3 (a) to 3 (c) are views showing an inner grooved pipe after expansion, and FIG. 3 (b) is a cross section showing a cross section orthogonal to the pipe axis after expansion from the A end shown in FIG. 3 (c). (A) is a cross-sectional photograph showing a cross section orthogonal to the pipe axis expanded from the end B shown in (c),
(C) is a sectional view in the pipe longitudinal direction.

FIG. 4 is a schematic cross-sectional view for explaining the principle that fins between grooves incline when forming an inner surface grooved tube.

FIG. 5 is a schematic cross-sectional view illustrating a groove shape of a groove plug.

FIG. 6 is a schematic diagram showing a heat exchanger.

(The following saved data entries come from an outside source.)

//! Report documents built from recap rows.
//!
//! Both formats carry the same table: student ID, name, attendance, final
//! score and letter grade, numbers with exactly two decimals, rows in the
//! order given. Filtering or sorting happens before rows reach these functions.

use std::fmt::Write;

use html_escape::encode_text;

use crate::registry::RecapRow;

const TITLE: &str = "Student Performance Report";
const HEADERS: [&str; 5] = [
    "Student ID",
    "Name",
    "Attendance (%)",
    "Final Score",
    "Grade",
];

/// Renders rows as a Markdown document with a single pipe table.
pub fn build_markdown_report(rows: &[RecapRow]) -> String {
    let mut out = format!("# {TITLE}\n\n");
    out.push_str(&format!("| {} |\n", HEADERS.join(" | ")));
    out.push_str("|---|---|---:|---:|---|\n");

    for row in rows {
        // writing into a String cannot fail
        let _ = writeln!(
            out,
            "| {} | {} | {:.2} | {:.2} | {} |",
            escape_markdown(&row.identifier),
            escape_markdown(&row.name),
            row.attendance,
            row.final_score,
            escape_markdown(&row.letter_grade),
        );
    }

    out
}

/// Renders rows as a standalone HTML document with a single table.
pub fn build_html_report(rows: &[RecapRow]) -> String {
    let mut out = String::new();
    out.push_str("<!DOCTYPE html>\n<html lang=\"en\">\n<head>\n");
    out.push_str("<meta charset=\"utf-8\">\n");
    let _ = writeln!(out, "<title>{TITLE}</title>");
    out.push_str("</head>\n<body>\n");
    let _ = writeln!(out, "<h1>{TITLE}</h1>");
    out.push_str("<table>\n<thead>\n<tr>");
    for header in HEADERS {
        let _ = write!(out, "<th>{}</th>", encode_text(header));
    }
    out.push_str("</tr>\n</thead>\n<tbody>\n");

    for row in rows {
        let _ = writeln!(
            out,
            "<tr><td>{}</td><td>{}</td><td>{:.2}</td><td>{:.2}</td><td>{}</td></tr>",
            encode_text(&row.identifier),
            encode_text(&row.name),
            row.attendance,
            row.final_score,
            encode_text(&row.letter_grade),
        );
    }

    out.push_str("</tbody>\n</table>\n</body>\n</html>\n");
    out
}

fn escape_markdown(text: &str) -> String {
    text.replace('|', "\\|").replace('\n', " ")
}

#[cfg(test)]
mod tests {
    use super::*;

    fn row(id: &str, name: &str, attendance: f64, score: f64, grade: &str) -> RecapRow {
        RecapRow {
            identifier: id.to_string(),
            name: name.to_string(),
            attendance,
            final_score: score,
            letter_grade: grade.to_string(),
        }
    }

    fn sample_rows() -> Vec<RecapRow> {
        vec![
            row("B02", "Budi", 100.0, 90.0, "A"),
            row("A01", "Alice", 90.0, 60.0, "C"),
        ]
    }

    #[test]
    fn test_markdown_report_layout() {
        let md = build_markdown_report(&sample_rows());
        let expected = "\
# Student Performance Report

| Student ID | Name | Attendance (%) | Final Score | Grade |
|---|---|---:|---:|---|
| B02 | Budi | 100.00 | 90.00 | A |
| A01 | Alice | 90.00 | 60.00 | C |
";
        assert_eq!(md, expected);
    }

    #[test]
    fn test_markdown_escapes_pipes() {
        let md = build_markdown_report(&[row("X1", "A|B", 0.0, 0.0, "E")]);
        assert!(md.contains("| A\\|B |"));
    }

    #[test]
    fn test_html_report_rows_in_input_order() {
        let html = build_html_report(&sample_rows());
        assert!(html.starts_with("<!DOCTYPE html>"));
        assert!(html.contains(
            "<tr><th>Student ID</th><th>Name</th><th>Attendance (%)</th><th>Final Score</th><th>Grade</th></tr>"
        ));
        let budi = html
            .find("<tr><td>B02</td><td>Budi</td><td>100.00</td><td>90.00</td><td>A</td></tr>")
            .unwrap();
        let alice = html
            .find("<tr><td>A01</td><td>Alice</td><td>90.00</td><td>60.00</td><td>C</td></tr>")
            .unwrap();
        assert!(budi < alice);
        assert!(html.trim_end().ends_with("</html>"));
    }

    #[test]
    fn test_html_escapes_text_cells() {
        let html = build_html_report(&[row("<id>", "Tom & \"Jerry\"", 1.0, 2.0, "E")]);
        assert!(html.contains("<td>&lt;id&gt;</td>"));
        assert!(html.contains("<td>Tom &amp; \"Jerry\"</td>"));
        assert!(!html.contains("<td><id></td>"));
    }

    #[test]
    fn test_numbers_have_two_decimals() {
        let rows = [row("A01", "Alice", 66.666, 59.5, "C")];
        assert!(build_markdown_report(&rows).contains("| 66.67 | 59.50 |"));
        assert!(build_html_report(&rows).contains("<td>66.67</td><td>59.50</td>"));
    }

    #[test]
    fn test_empty_rows_keep_header() {
        let md = build_markdown_report(&[]);
        assert!(md.contains("| Student ID |"));
        assert_eq!(md.lines().count(), 4);

        let html = build_html_report(&[]);
        assert!(html.contains("<thead>"));
        assert!(!html.contains("<td>"));
    }
}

FIG. 7 is a schematic view showing a conventional inner grooved pipe.

[Explanation of symbols]

1, 11, 42; tubes 2, 14; grooves 3, 4, 12, 30; fins 5; virtual circles 6a, 6b; lands 7; midpoints 13, 20, groove plugs 12a, 14a; protrusions 22; Migitotsubu 23; groove 24; groove bottom 41; fin plate _{L 1, L 2, L 3} , L 6; straight L _4, L _5; line L _7; centerline R _1; tube inner diameter R ₂ ; Pipe outer diameter R ₃ ; Pipe wall thickness h; Groove height φ ₁ ; Angle between L ₁ and L ₂ φ ₂ ; Lead angle φR; Right slope angle φL; Left slope angle φ ₃ ; Peak angle (φL + φR ) O; Pipe center P; Apex

 ──────────────────────────────────────────────────の Continued on the front page (72) Inventor Mamoru Ishikawa 65, Hirasawa, Hadano City, Kanagawa Prefecture Inside the Hadano Plant, Kobe Steel Co., Ltd. (72) Inventor Kiyonori Koseki 65, Hirasawa, Hadano City, Kanagawa Prefecture Hadano Plant, Kobe Steel Corporation (72) Inventor Taku Nagata 1-5-5 Takatsukadai, Nishi-ku, Kobe-shi, Hyogo F-term in Kobe Steel Research Institute, Kobe Research Institute (reference) 4E096 EA04 EA18 FA23 FA24 GA03

Claims (1)

[Claims] An inner grooved pipe having a plurality of spiral parallel grooves formed in a pipe inner surface extending in a direction inclined in the pipe axis direction, wherein a cross section orthogonal to the longitudinal direction is formed between adjacent grooves on the pipe inner surface. The point P where the distance from the tube center O to the fin is the shortest is defined as the top of the fin, the line connecting the top of the first fin from the center O of the tube, and the center of the tube O The straight line bisecting the angle between the line connecting the vertices of the second fin adjacent to the first fin and the line connecting the vertices of the second fin is the first line.
When the points intersecting the inner surface and outer surface of the pipe between the fin and the second fin are Q and R, respectively, the pipe center O
When the distance from to the point Q is a pipe inner diameter, and the distance between the points Q and R is a pipe wall thickness, an imaginary circle centered on the pipe center O and having the pipe inner diameter as a radius is the first circle. The angle θ formed by a line segment connecting a point where the land portions of both fins intersect with each other and a line segment connecting the midpoint of the line segment and the vertex of the first fin is 70 to 90 °. An inner grooved pipe characterized by the following.